SCHICHEL Mignon1-2, VEENSTRA Marja1, KEMPEN Gertrudis3, VUGT, DE Marjolein1, VERHEY Frans1

1Department of Psychiatry and Neuropsychology and Alzheimer Center Limburg, School for Mental Health and Neuroscience (MHeNs), Maastricht University Medical Centre, 2Department of Psychiatry & Neuropsychology, Alzheimer Center Limburg, Maastricht University, Maastricht, Netherlands, 3Department of Health Services Research, Care and Public Health Research Institute (CAPHRI), Faculty of Health, Medicine and Life Sciences, Maastricht University, Maastricht, Netherlands

Background: Municipalities have a responsibility for creating health policies for people with dementia, people with late-life depression and informal caregivers.

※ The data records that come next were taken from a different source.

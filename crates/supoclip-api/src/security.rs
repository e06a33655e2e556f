//! Security utilities for input validation and sanitization.
//!
//! This module provides:
//! - Source URL screening (SSRF protection)
//! - Title sanitization
//! - Path component checks for IDs and uploaded file names

use std::sync::LazyLock;

use regex::Regex;
use tracing::warn;
use url::Url;

/// Maximum URL length to prevent DoS attacks.
const MAX_URL_LENGTH: usize = 2048;

/// Maximum title length.
pub const MAX_TITLE_LENGTH: usize = 500;

/// Video containers accepted for upload.
pub const ALLOWED_UPLOAD_EXTENSIONS: &[&str] = &["mp4", "mov", "mkv", "webm", "avi", "m4v"];

/// Blocked URL patterns (sensitive endpoints).
static BLOCKED_PATTERNS: LazyLock<Vec<Regex>> = LazyLock::new(|| {
    vec![
        // Block internal IP ranges
        Regex::new(r"^https?://127\.").unwrap(),
        Regex::new(r"^https?://localhost").unwrap(),
        Regex::new(r"^https?://0\.0\.0\.0").unwrap(),
        Regex::new(r"^https?://10\.").unwrap(),
        Regex::new(r"^https?://172\.(1[6-9]|2[0-9]|3[0-1])\.").unwrap(),
        Regex::new(r"^https?://192\.168\.").unwrap(),
        Regex::new(r"^https?://169\.254\.").unwrap(),
        Regex::new(r"^https?://\[::1\]").unwrap(),
        Regex::new(r"^https?://\[fd").unwrap(),
        Regex::new(r"^https?://\[fe80").unwrap(),
        // Block cloud metadata endpoints
        Regex::new(r"^https?://metadata\.").unwrap(),
        Regex::new(r"^https?://metadata\.google\.internal").unwrap(),
    ]
});

/// Screen a remote source URL before it reaches the downloader.
///
/// Scheme and host are checked again by the descriptor parser; this adds the
/// length limit and refuses internal targets.
pub fn screen_source_url(url: &str) -> Result<(), String> {
    if url.len() > MAX_URL_LENGTH {
        return Err(format!(
            "URL exceeds maximum length of {} characters",
            MAX_URL_LENGTH
        ));
    }

    let url = url.trim();
    let parsed = Url::parse(url).map_err(|e| format!("Invalid URL format: {}", e))?;
    match parsed.scheme() {
        "http" | "https" => {}
        scheme => {
            return Err(format!(
                "Invalid protocol '{}'. Only HTTP and HTTPS are allowed.",
                scheme
            ))
        }
    }

    let lowered = url.to_lowercase();
    for pattern in BLOCKED_PATTERNS.iter() {
        if pattern.is_match(&lowered) {
            warn!(url = %url, "Blocked URL pattern detected");
            return Err("URL appears to target an internal or restricted endpoint".to_string());
        }
    }

    Ok(())
}

/// Sanitize a title for safe storage.
pub fn sanitize_title(input: &str) -> String {
    input
        .trim()
        .chars()
        .filter(|c| !c.is_control())
        .take(MAX_TITLE_LENGTH)
        .collect()
}

/// Task IDs are UUIDs; anything else cannot exist.
pub fn is_valid_task_id(id: &str) -> bool {
    !id.is_empty() && id.len() <= 64 && id.chars().all(|c| c.is_ascii_alphanumeric() || c == '-')
}

/// Lowercased container extension of an uploaded file name, if accepted.
pub fn upload_extension(file_name: &str) -> Option<String> {
    let ext = std::path::Path::new(file_name)
        .extension()?
        .to_str()?
        .to_ascii_lowercase();
    ALLOWED_UPLOAD_EXTENSIONS
        .contains(&ext.as_str())
        .then_some(ext)
}
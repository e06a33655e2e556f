//! Health check handlers.

use std::time::Instant;

use axum::extract::State;
use axum::http::StatusCode;
use axum::Json;
use chrono::Utc;
use serde::Serialize;

use crate::state::AppState;

/// Health response.
#[derive(Serialize)]
pub struct HealthResponse {
    pub status: String,
    pub version: String,
    pub timestamp: String,
}

/// Health check endpoint (liveness probe).
pub async fn health() -> Json<HealthResponse> {
    Json(HealthResponse {
        status: "healthy".to_string(),
        version: env!("CARGO_PKG_VERSION").to_string(),
        timestamp: Utc::now().to_rfc3339(),
    })
}

#[derive(Serialize)]
pub struct StoreHealthResponse {
    pub status: String,
    pub store: String,
    #[serde(skip_serializing_if = "Option::is_none")]
    pub error: Option<String>,
    #[serde(skip_serializing_if = "Option::is_none")]
    pub latency_ms: Option<u64>,
}

/// Store connectivity check (readiness probe).
pub async fn store_health(
    State(state): State<AppState>,
) -> Result<Json<StoreHealthResponse>, (StatusCode, Json<StoreHealthResponse>)> {
    let start = Instant::now();
    match state.tasks.store().ping().await {
        Ok(()) => Ok(Json(StoreHealthResponse {
            status: "healthy".to_string(),
            store: "connected".to_string(),
            error: None,
            latency_ms: Some(start.elapsed().as_millis() as u64),
        })),
        Err(e) => Err((
            StatusCode::SERVICE_UNAVAILABLE,
            Json(StoreHealthResponse {
                status: "unhealthy".to_string(),
                store: "disconnected".to_string(),
                error: Some(e.to_string()),
                latency_ms: None,
            }),
        )),
    }
}
#[cfg(test)]
mod tests {
    use super::*;
    use crate::memory::MemoryTaskStore;
    use supoclip_models::{ClipId, SourceType, TranscriptSegment};

    fn manager() -> TaskManager {
        TaskManager::new(Arc::new(MemoryTaskStore::new()))
    }

    fn descriptor() -> SourceDescriptor {
        SourceDescriptor::from_parts(Some("https://example.com/talk.mp4"), None, None).unwrap()
    }

    fn user() -> UserId {
        UserId::new("user-1")
    }

    fn media() -> NormalizedSource {
        NormalizedSource {
            local_path: "/tmp/talk.mp4".into(),
            title: "A Great Talk".to_string(),
            source_type: SourceType::RemoteVideo,
            duration: 120.0,
        }
    }

    fn transcript() -> Transcript {
        Transcript::normalize(vec![TranscriptSegment::new("hello there world", 0.0, 120.0)], 120.0)
            .unwrap()
    }

    fn segment(start: f64, end: f64) -> CandidateSegment {
        CandidateSegment {
            start,
            end,
            relevance_score: 0.8,
            reasoning: "strong hook".to_string(),
            text: "hello there world".to_string(),
        }
    }

    fn clip(task_id: &TaskId, order: u32) -> Clip {
        Clip {
            id: ClipId::new(),
            task_id: task_id.clone(),
            filename: format!("clip_{}.mp4", order),
            file_path: String::new(),
            start_time: "00:00".to_string(),
            end_time: "00:30".to_string(),
            duration: 30.0,
            text: String::new(),
            relevance_score: 0.8,
            reasoning: String::new(),
            clip_order: order,
            created_at: Utc::now(),
        }
    }

    async fn advance_to_rendering(m: &TaskManager, id: &TaskId, segments: Vec<CandidateSegment>) {
        m.advance(id, StageResult::Started).await.unwrap();
        m.advance(id, StageResult::Validated).await.unwrap();
        m.advance(id, StageResult::Normalized { media: media() }).await.unwrap();
        m.advance(id, StageResult::Transcribed { transcript: transcript() })
            .await
            .unwrap();
        m.advance(id, StageResult::Selected { segments }).await.unwrap();
    }

    #[tokio::test]
    async fn test_create_is_pending() {
        let m = manager();
        let id = m.create(user(), &descriptor(), FontConfig::default()).await.unwrap();
        let view = m.get(&id, &user()).await.unwrap();
        assert_eq!(view.status, TaskStatus::Pending);
        assert_eq!(view.step, TaskStep::Queued);
        assert_eq!(view.clips_count, 0);
        assert_eq!(view.source_type, Some(SourceType::RemoteVideo));
    }

    #[tokio::test]
    async fn test_full_lifecycle() {
        let m = manager();
        let id = m.create(user(), &descriptor(), FontConfig::default()).await.unwrap();
        advance_to_rendering(&m, &id, vec![segment(0.0, 30.0), segment(40.0, 70.0)]).await;

        let task = m
            .advance(&id, StageResult::Rendered { clips: vec![clip(&id, 1), clip(&id, 2)] })
            .await
            .unwrap();
        assert_eq!(task.status, TaskStatus::Completed);
        assert_eq!(task.step, TaskStep::Complete);
        assert_eq!(task.progress, 100);
        assert_eq!(task.stages.len(), 5);
        assert_eq!(task.checkpoint, StageCheckpoint::default());

        let view = m.get(&id, &user()).await.unwrap();
        assert_eq!(view.clips_count, 2);
        assert_eq!(view.source_title.as_deref(), Some("A Great Talk"));

        let orders: Vec<u32> = m
            .list_clips(&id, &user())
            .await
            .unwrap()
            .iter()
            .map(|c| c.clip_order)
            .collect();
        assert_eq!(orders, vec![1, 2]);
    }

    #[tokio::test]
    async fn test_out_of_order_advance_rejected() {
        let m = manager();
        let id = m.create(user(), &descriptor(), FontConfig::default()).await.unwrap();

        let err = m
            .advance(&id, StageResult::Transcribed { transcript: transcript() })
            .await
            .unwrap_err();
        assert!(matches!(err, StoreError::InvalidTransition { .. }));

        m.advance(&id, StageResult::Started).await.unwrap();
        let err = m.advance(&id, StageResult::Started).await.unwrap_err();
        assert!(matches!(err, StoreError::InvalidTransition { .. }));

        let task = m.load(&id).await.unwrap();
        assert_eq!(task.step, TaskStep::Validation);
    }

    #[tokio::test]
    async fn test_terminal_task_is_immutable() {
        let m = manager();
        let id = m.create(user(), &descriptor(), FontConfig::default()).await.unwrap();
        m.advance(&id, StageResult::Started).await.unwrap();
        m.advance(
            &id,
            StageResult::Failed {
                kind: "unresolvable_source".to_string(),
                message: "Video unavailable".to_string(),
            },
        )
        .await
        .unwrap();

        let before = m.get(&id, &user()).await.unwrap();
        for result in [
            StageResult::Validated,
            StageResult::Failed {
                kind: "x".to_string(),
                message: "x".to_string(),
            },
        ] {
            assert!(m.advance(&id, result).await.is_err());
        }
        let after = m.get(&id, &user()).await.unwrap();
        assert_eq!(before, after);
        assert_eq!(after.error_kind.as_deref(), Some("unresolvable_source"));
    }

    #[tokio::test]
    async fn test_failure_records_step() {
        let m = manager();
        let id = m.create(user(), &descriptor(), FontConfig::default()).await.unwrap();
        m.advance(&id, StageResult::Started).await.unwrap();
        m.advance(&id, StageResult::Validated).await.unwrap();
        m.advance(&id, StageResult::Normalized { media: media() }).await.unwrap();
        let task = m
            .advance(
                &id,
                StageResult::Failed {
                    kind: "transcription".to_string(),
                    message: "Transcription service failed".to_string(),
                },
            )
            .await
            .unwrap();

        assert_eq!(task.status, TaskStatus::Error);
        assert_eq!(task.step, TaskStep::Transcript);
        assert!(m.list_clips(&id, &user()).await.unwrap().is_empty());
    }

    #[tokio::test]
    async fn test_zero_selected_completes_empty() {
        let m = manager();
        let id = m.create(user(), &descriptor(), FontConfig::default()).await.unwrap();
        advance_to_rendering(&m, &id, vec![]).await;

        let task = m.advance(&id, StageResult::Rendered { clips: vec![] }).await.unwrap();
        assert_eq!(task.status, TaskStatus::Completed);
        assert!(task.clip_ids.is_empty());
    }

    #[tokio::test]
    async fn test_all_renders_failed_is_error() {
        let m = manager();
        let id = m.create(user(), &descriptor(), FontConfig::default()).await.unwrap();
        advance_to_rendering(&m, &id, vec![segment(0.0, 30.0)]).await;

        let task = m.advance(&id, StageResult::Rendered { clips: vec![] }).await.unwrap();
        assert_eq!(task.status, TaskStatus::Error);
        assert_eq!(task.failure.unwrap().kind, ALL_RENDERS_FAILED_KIND);
    }

    #[tokio::test]
    async fn test_sparse_clip_order_rejected() {
        let m = manager();
        let id = m.create(user(), &descriptor(), FontConfig::default()).await.unwrap();
        advance_to_rendering(&m, &id, vec![segment(0.0, 30.0), segment(40.0, 70.0)]).await;

        let err = m
            .advance(&id, StageResult::Rendered { clips: vec![clip(&id, 1), clip(&id, 3)] })
            .await
            .unwrap_err();
        assert!(matches!(err, StoreError::Conflict(_)));
        assert_eq!(m.load(&id).await.unwrap().status, TaskStatus::Processing);
    }

    #[tokio::test]
    async fn test_ownership_checks() {
        let m = manager();
        let id = m.create(user(), &descriptor(), FontConfig::default()).await.unwrap();
        let other = UserId::new("intruder");

        assert!(matches!(m.get(&id, &other).await, Err(StoreError::Forbidden(_))));
        assert!(matches!(m.list_clips(&id, &other).await, Err(StoreError::Forbidden(_))));
        assert!(matches!(
            m.get(&TaskId::new(), &user()).await,
            Err(StoreError::NotFound(_))
        ));
    }

    #[tokio::test]
    async fn test_reads_are_idempotent() {
        let m = manager();
        let id = m.create(user(), &descriptor(), FontConfig::default()).await.unwrap();
        advance_to_rendering(&m, &id, vec![segment(0.0, 30.0)]).await;
        m.advance(&id, StageResult::Rendered { clips: vec![clip(&id, 1)] })
            .await
            .unwrap();

        let first = (m.get(&id, &user()).await.unwrap(), m.list_clips(&id, &user()).await.unwrap());
        let second = (m.get(&id, &user()).await.unwrap(), m.list_clips(&id, &user()).await.unwrap());
        assert_eq!(first, second);
    }

    #[tokio::test]
    async fn test_progress_is_monotonic() {
        let m = manager();
        let id = m.create(user(), &descriptor(), FontConfig::default()).await.unwrap();
        advance_to_rendering(&m, &id, vec![segment(0.0, 30.0)]).await;

        m.report_progress(&id, TaskStep::Rendering, 85, "Rendered 1 of 2").await.unwrap();
        m.report_progress(&id, TaskStep::Rendering, 75, "late update").await.unwrap();
        let snapshot = m.notifier().snapshot(&id, &user()).await.unwrap();
        assert_eq!(snapshot.percentage, 85);

        let err = m
            .report_progress(&id, TaskStep::Transcript, 40, "stale")
            .await
            .unwrap_err();
        assert!(matches!(err, StoreError::InvalidTransition { .. }));
    }

    #[tokio::test]
    async fn test_concurrent_start_applies_once() {
        let m = Arc::new(manager());
        let id = m.create(user(), &descriptor(), FontConfig::default()).await.unwrap();

        let handles: Vec<_> = (0..8)
            .map(|_| {
                let m = m.clone();
                let id = id.clone();
                tokio::spawn(async move { m.advance(&id, StageResult::Started).await.is_ok() })
            })
            .collect();

        let mut successes = 0;
        for h in handles {
            if h.await.unwrap() {
                successes += 1;
            }
        }
        assert_eq!(successes, 1);
    }

    #[tokio::test]
    async fn test_independent_tasks_progress_concurrently() {
        let m = Arc::new(manager());
        let mut ids = Vec::new();
        for _ in 0..4 {
            ids.push(m.create(user(), &descriptor(), FontConfig::default()).await.unwrap());
        }

        let handles: Vec<_> = ids
            .iter()
            .cloned()
            .map(|id| {
                let m = m.clone();
                tokio::spawn(async move {
                    m.advance(&id, StageResult::Started).await.unwrap();
                    m.advance(&id, StageResult::Validated).await.unwrap();
                })
            })
            .collect();
        for h in handles {
            h.await.unwrap();
        }

        for id in &ids {
            assert_eq!(m.load(id).await.unwrap().step, TaskStep::Acquisition);
        }
    }

    #[tokio::test]
    async fn test_delete_cascades() {
        let m = manager();
        let id = m.create(user(), &descriptor(), FontConfig::default()).await.unwrap();
        advance_to_rendering(&m, &id, vec![segment(0.0, 30.0)]).await;
        m.advance(&id, StageResult::Rendered { clips: vec![clip(&id, 1)] })
            .await
            .unwrap();

        assert!(matches!(
            m.delete(&id, &UserId::new("other")).await,
            Err(StoreError::Forbidden(_))
        ));
        let removed = m.delete(&id, &user()).await.unwrap();
        assert_eq!(removed.len(), 1);
        assert!(matches!(m.get(&id, &user()).await, Err(StoreError::NotFound(_))));
    }

    #[tokio::test]
    async fn test_source_deletion_keeps_task() {
        let m = manager();
        let id = m.create(user(), &descriptor(), FontConfig::default()).await.unwrap();
        m.delete_source(&id, &user()).await.unwrap();

        let view = m.get(&id, &user()).await.unwrap();
        assert_eq!(view.source_id, None);
        assert_eq!(view.source_title, None);
    }

    #[tokio::test]
    async fn test_status_changes_follow_lifecycle() {
        let m = manager();
        let id = m.create(user(), &descriptor(), FontConfig::default()).await.unwrap();

        // A pending task can neither fail nor complete before it starts
        let err = m
            .advance(
                &id,
                StageResult::Failed {
                    kind: "x".to_string(),
                    message: "x".to_string(),
                },
            )
            .await
            .unwrap_err();
        assert!(matches!(err, StoreError::InvalidTransition { result: "failed", .. }));
        let err = m
            .advance(&id, StageResult::Rendered { clips: vec![] })
            .await
            .unwrap_err();
        assert!(matches!(err, StoreError::InvalidTransition { result: "rendered", .. }));
        assert_eq!(m.load(&id).await.unwrap().status, TaskStatus::Pending);

        assert_eq!(StageResult::Started.next_status(), Some(TaskStatus::Processing));
        assert_eq!(StageResult::Validated.next_status(), None);
        assert_eq!(
            StageResult::Rendered { clips: vec![] }.next_status(),
            Some(TaskStatus::Completed)
        );
    }

    #[tokio::test]
    async fn test_lock_entries_do_not_accumulate() {
        let m = manager();
        let id = m.create(user(), &descriptor(), FontConfig::default()).await.unwrap();
        m.advance(&id, StageResult::Started).await.unwrap();
        assert_eq!(m.lock_count(), 0);

        m.delete_source(&id, &user()).await.unwrap();
        assert_eq!(m.lock_count(), 0);

        for _ in 0..16 {
            let missing = TaskId::new();
            assert!(matches!(
                m.advance(&missing, StageResult::Started).await,
                Err(StoreError::NotFound(_))
            ));
            assert!(m
                .report_progress(&missing, TaskStep::Validation, 10, "x")
                .await
                .is_err());
            assert!(m.delete(&missing, &user()).await.is_err());
        }
        assert_eq!(m.lock_count(), 0);
    }

    #[tokio::test]
    async fn test_writers_in_other_processes_cannot_overwrite() {
        // Two managers over one store stand in for two worker processes
        let store: Arc<dyn TaskStore> = Arc::new(MemoryTaskStore::new());
        let a = TaskManager::new(store.clone());
        let b = TaskManager::new(store.clone());
        let id = a.create(user(), &descriptor(), FontConfig::default()).await.unwrap();
        a.advance(&id, StageResult::Started).await.unwrap();

        let mut stale = b.load(&id).await.unwrap();
        a.advance(&id, StageResult::Validated).await.unwrap();

        let expected = stale.version;
        stale.version += 1;
        stale.message = "stale write".to_string();
        assert!(matches!(
            store.put_task(&stale, expected).await,
            Err(StoreError::Conflict(_))
        ));

        let task = b.load(&id).await.unwrap();
        assert_eq!(task.step, TaskStep::Acquisition);
        assert_eq!(task.version, 2);
    }

    #[tokio::test]
    async fn test_notifier_broadcasts_transitions() {
        let m = manager();
        let mut rx = m.notifier().subscribe();
        let id = m.create(user(), &descriptor(), FontConfig::default()).await.unwrap();
        m.advance(&id, StageResult::Started).await.unwrap();

        let created = rx.recv().await.unwrap();
        let started = rx.recv().await.unwrap();
        assert_eq!(created.step, TaskStep::Queued);
        assert_eq!(started.step, TaskStep::Validation);
        assert!(started.percentage > created.percentage);
    }
}
//! Task lifecycle metrics.

use metrics::counter;

/// Metric name constants for consistency.
pub mod names {
    /// Tasks accepted by `create`.
    pub const TASKS_CREATED_TOTAL: &str = "supoclip_tasks_created_total";

    /// Stage transitions by resulting step.
    pub const STAGE_TRANSITIONS_TOTAL: &str = "supoclip_stage_transitions_total";

    /// Tasks that reached `completed`.
    pub const TASKS_COMPLETED_TOTAL: &str = "supoclip_tasks_completed_total";

    /// Tasks that reached `error`, by error kind.
    pub const TASKS_FAILED_TOTAL: &str = "supoclip_tasks_failed_total";
}

pub fn record_task_created() {
    counter!(names::TASKS_CREATED_TOTAL).increment(1);
}

pub fn record_transition(step: &str) {
    counter!(names::STAGE_TRANSITIONS_TOTAL, "step" => step.to_string()).increment(1);
}

pub fn record_task_completed(clips: usize) {
    let outcome = if clips == 0 { "empty" } else { "clips" };
    counter!(names::TASKS_COMPLETED_TOTAL, "outcome" => outcome).increment(1);
}

pub fn record_task_failed(error_kind: &str, step: &str) {
    counter!(
        names::TASKS_FAILED_TOTAL,
        "error_kind" => error_kind.to_string(),
        "step" => step.to_string()
    )
    .increment(1);
}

So far, the exchange of knowledge and best practices on older people’s public health between municipalities has remained limited, especially across borders. The cross-border Senior Friendly Communities (SFC) approach focuses on older people’s public health in the Euregion Meuse-Rhine (EMR). 

Methods: The SFC approach makes use of the World Health Organisation’s frameworks of Active and Healthy Ageing, with the pillars health, participation and security. The methodology of the SFC approach consists of a five-step approach: (1) creating an infrastructure for the SFC project; (2) including municipalities; (3) conducting baseline assessments in the participating communities; (4) creating an activity buffet of a variety of activities promoting older people’s wellbeing; and (5) implementing the activities, conducting post-implementation assessments to measure the impact of SFC and creating a sustainability plan for communities to continue on this path. 

Results: Implementing the SFC approach in the EMR has given a first insight into what steps need to be taken to support municipalities in gaining more age-friendly public health policies.  The project assisted local coordinators of 32 municipalities in implementing interventions for people with dementia (80 activities) and depression (90 activities). Participating municipalities reported that they expanded their service offerings for and increased their awareness of people with dementia and late-life depression since the start of the SFC project. 

Conclusions: We will further discuss the activities and impact for the 32 participating communities, and how these can be made sustainable for the future. The SFC approach can serve as a guideline for the cross-border exchange of health policy in other regions. 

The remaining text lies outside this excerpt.